[Saved entries]
//! Railway deployment status probe
//!
//! Queries Railway's GraphQL API for the most recent deployment of a
//! service and maps Railway's deployment-state vocabulary onto the shared
//! status taxonomy.

use std::time::Instant;

use secrecy::{ExposeSecret, SecretString};
use serde_json::{json, Value};
use tracing::debug;

use crate::models::{HealthCheckResult, HealthStatus};
use crate::monitor::{DEGRADED_THRESHOLD_MS, PROBE_TIMEOUT};

const DEFAULT_API_URL: &str = "https://backboard.railway.app/graphql/v2";

const SERVICE_STATUS_QUERY: &str = r#"
query ServiceStatus($serviceId: String!) {
  service(id: $serviceId) {
    id
    name
    deployments(first: 1) {
      edges {
        node {
          id
          status
          createdAt
        }
      }
    }
  }
}
"#;

/// Railway probe configuration
#[derive(Debug, Clone)]
pub struct RailwayConfig {
    /// API token; missing means checks report unknown without a network call
    pub api_token: Option<SecretString>,

    /// GraphQL endpoint, overridable for tests
    pub api_url: String,
}

impl Default for RailwayConfig {
    fn default() -> Self {
        Self {
            api_token: None,
            api_url: DEFAULT_API_URL.to_string(),
        }
    }
}

/// Map a Railway deployment status string onto the shared taxonomy.
/// Unrecognized values fall through to unknown.
pub fn map_railway_status(raw: &str, response_time_ms: u64) -> HealthStatus {
    match raw.to_uppercase().as_str() {
        "SUCCESS" => {
            if response_time_ms > DEGRADED_THRESHOLD_MS {
                HealthStatus::Degraded
            } else {
                HealthStatus::Healthy
            }
        }
        "BUILDING" | "DEPLOYING" => HealthStatus::Degraded,
        "FAILED" | "CRASHED" | "REMOVED" => HealthStatus::Down,
        _ => HealthStatus::Unknown,
    }
}

/// Check the latest Railway deployment of a service
pub async fn check_railway(
    client: &reqwest::Client,
    config: &RailwayConfig,
    service_id: &str,
) -> HealthCheckResult {
    let Some(api_token) = &config.api_token else {
        return HealthCheckResult::new(HealthStatus::Unknown)
            .with_error("RAILWAY_API_TOKEN not configured");
    };

    debug!("Querying Railway for service {}", service_id);
    let start = Instant::now();

    let response = client
        .post(&config.api_url)
        .timeout(PROBE_TIMEOUT)
        .bearer_auth(api_token.expose_secret())
        .json(&json!({
            "query": SERVICE_STATUS_QUERY,
            "variables": { "serviceId": service_id },
        }))
        .send()
        .await;

    let response = match response {
        Ok(response) => response,
        Err(e) => {
            return HealthCheckResult::new(HealthStatus::Down)
                .with_response_time(start.elapsed().as_millis() as u64)
                .with_error(e.to_string());
        }
    };

    let elapsed_ms = start.elapsed().as_millis() as u64;

    let body: Value = match response.json().await {
        Ok(body) => body,
        Err(e) => {
            return HealthCheckResult::new(HealthStatus::Down)
                .with_response_time(elapsed_ms)
                .with_error(e.to_string());
        }
    };

    // Query-level errors come back in the errors array
    if let Some(errors) = body.get("errors").and_then(Value::as_array) {
        if !errors.is_empty() {
            let message = errors[0]
                .get("message")
                .and_then(Value::as_str)
                .unwrap_or("Railway API error");
            return HealthCheckResult::new(HealthStatus::Down)
                .with_response_time(elapsed_ms)
                .with_error(message);
        }
    }

    let deployment_status = body
        .pointer("/data/service/deployments/edges/0/node/status")
        .and_then(Value::as_str);

    match deployment_status {
        Some(raw) => HealthCheckResult::new(map_railway_status(raw, elapsed_ms))
            .with_response_time(elapsed_ms),
        None => HealthCheckResult::new(HealthStatus::Unknown)
            .with_response_time(elapsed_ms)
            .with_error("No deployments found"),
    }
}
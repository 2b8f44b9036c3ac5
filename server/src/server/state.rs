//! Server state

use std::sync::Arc;

use crate::authn::AuthOptions;
use crate::cache::TtlCache;
use crate::github::{GitHubClient, ProjectSummary, SummaryOptions};
use crate::monitor::HealthChecker;
use crate::store::Store;

/// Server state shared across handlers. Constructed once at startup.
pub struct ServerState {
    pub store: Arc<dyn Store>,
    pub checker: Arc<HealthChecker>,
    pub github: Arc<GitHubClient>,
    pub summaries: Arc<TtlCache<ProjectSummary>>,
    pub summary_options: SummaryOptions,
    pub auth: AuthOptions,
    pub http_client: reqwest::Client,
}

impl ServerState {
    pub fn new(
        store: Arc<dyn Store>,
        checker: Arc<HealthChecker>,
        github: Arc<GitHubClient>,
        summaries: Arc<TtlCache<ProjectSummary>>,
        summary_options: SummaryOptions,
        auth: AuthOptions,
        http_client: reqwest::Client,
    ) -> Self {
        Self {
            store,
            checker,
            github,
            summaries,
            summary_options,
            auth,
            http_client,
        }
    }
}
//! Portal backend - Entry Point
//!
//! API service for the client portal: authenticates callers, reports
//! deployment health across hosting platforms, and serves GitHub-backed
//! project data. Health check cadence is driven by an external scheduler
//! hitting the monitoring endpoints.

use std::env;

use portald::app::options::AppOptions;
use portald::app::run::run;
use portald::logs::{init_logging, LogOptions};
use portald::utils::version_info;

use tracing::{error, info};

#[tokio::main]
async fn main() {
    let args: Vec<String> = env::args().collect();

    // Print version and exit
    let version = version_info();
    if args.iter().any(|a| a == "--version") {
        println!("{}", serde_json::to_string_pretty(&version).unwrap());
        return;
    }

    // Initialize logging
    let log_options = LogOptions {
        log_level: env::var("PORTAL_LOG_LEVEL")
            .ok()
            .and_then(|v| v.parse().ok())
            .unwrap_or_default(),
        json_format: env::var("PORTAL_LOG_JSON").as_deref() == Ok("true"),
    };
    if let Err(e) = init_logging(log_options) {
        println!("Failed to initialize logging: {e}");
    }

    let options = AppOptions::from_env();
    info!("Running portald {} with options: {:?}", version.version, options);

    let result = run(options, await_shutdown_signal()).await;
    if let Err(e) = result {
        error!("Failed to run the portal backend: {e}");
    }
}

async fn await_shutdown_signal() {
    #[cfg(unix)]
    {
        use tokio::signal::unix::{signal, SignalKind};
        let mut sigterm = signal(SignalKind::terminate()).unwrap();
        let mut sigint = signal(SignalKind::interrupt()).unwrap();

        tokio::select! {
            _ = sigterm.recv() => {
                info!("SIGTERM received, shutting down...");
            }
            _ = sigint.recv() => {
                info!("SIGINT received, shutting down...");
            }
            _ = tokio::signal::ctrl_c() => {
                info!("Ctrl+C received, shutting down...");
            }
        }
    }

    #[cfg(not(unix))]
    {
        tokio::signal::ctrl_c().await.expect("Failed to listen for Ctrl+C");
        info!("Ctrl+C received, shutting down...");
    }
}
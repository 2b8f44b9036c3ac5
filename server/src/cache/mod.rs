//! In-process caches

pub mod ttl;

pub use ttl::TtlCache;
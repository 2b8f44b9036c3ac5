//! Error types for the portal backend

use axum::response::{IntoResponse, Response};
use axum::Json;
use http::StatusCode;
use serde_json::json;
use thiserror::Error;
use tracing::error;

/// Main error type for the portal backend
#[derive(Error, Debug)]
pub enum PortalError {
    #[error("IO error: {0}")]
    IoError(#[from] std::io::Error),

    #[error("JSON error: {0}")]
    JsonError(#[from] serde_json::Error),

    #[error("HTTP error: {0}")]
    HttpError(#[from] reqwest::Error),

    #[error("Unauthorized: {0}")]
    Unauthorized(String),

    #[error("Forbidden: {0}")]
    Forbidden(String),

    #[error("Not found: {0}")]
    NotFound(String),

    #[error("Validation error: {0}")]
    Validation(String),

    #[error("Rate limited: {0}")]
    RateLimited(String),

    #[error("Upstream error: {0}")]
    Upstream(String),

    #[error("Configuration error: {0}")]
    ConfigError(String),

    #[error("Store error: {0}")]
    StoreError(String),

    #[error("Server error: {0}")]
    ServerError(String),

    #[error("Internal error: {0}")]
    Internal(String),
}

impl From<anyhow::Error> for PortalError {
    fn from(err: anyhow::Error) -> Self {
        PortalError::Internal(err.to_string())
    }
}

impl PortalError {
    /// HTTP status code this error maps to at the request boundary
    pub fn status_code(&self) -> StatusCode {
        match self {
            PortalError::Unauthorized(_) => StatusCode::UNAUTHORIZED,
            PortalError::Forbidden(_) => StatusCode::FORBIDDEN,
            PortalError::NotFound(_) => StatusCode::NOT_FOUND,
            PortalError::Validation(_) => StatusCode::BAD_REQUEST,
            PortalError::RateLimited(_) => StatusCode::TOO_MANY_REQUESTS,
            _ => StatusCode::INTERNAL_SERVER_ERROR,
        }
    }
}

impl IntoResponse for PortalError {
    fn into_response(self) -> Response {
        let status = self.status_code();

        // 5xx detail stays in the logs, never in the response body
        let message = if status.is_server_error() {
            error!("Request failed: {}", self);
            "Internal server error".to_string()
        } else {
            self.to_string()
        };

        (status, Json(json!({ "error": message }))).into_response()
    }
}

== EXERCISE GOAL ==
Leave out every line above except those from the line with "let Some(api_token) = &config.api_token" up to and including the line with "let response = client", and copy those exactly.

== RESULT OF THE TASK ==
    let Some(api_token) = &config.api_token else {
        return HealthCheckResult::new(HealthStatus::Unknown)
            .with_error("RAILWAY_API_TOKEN not configured");
    };

    debug!("Querying Railway for service {}", service_id);
    let start = Instant::now();

    let response = client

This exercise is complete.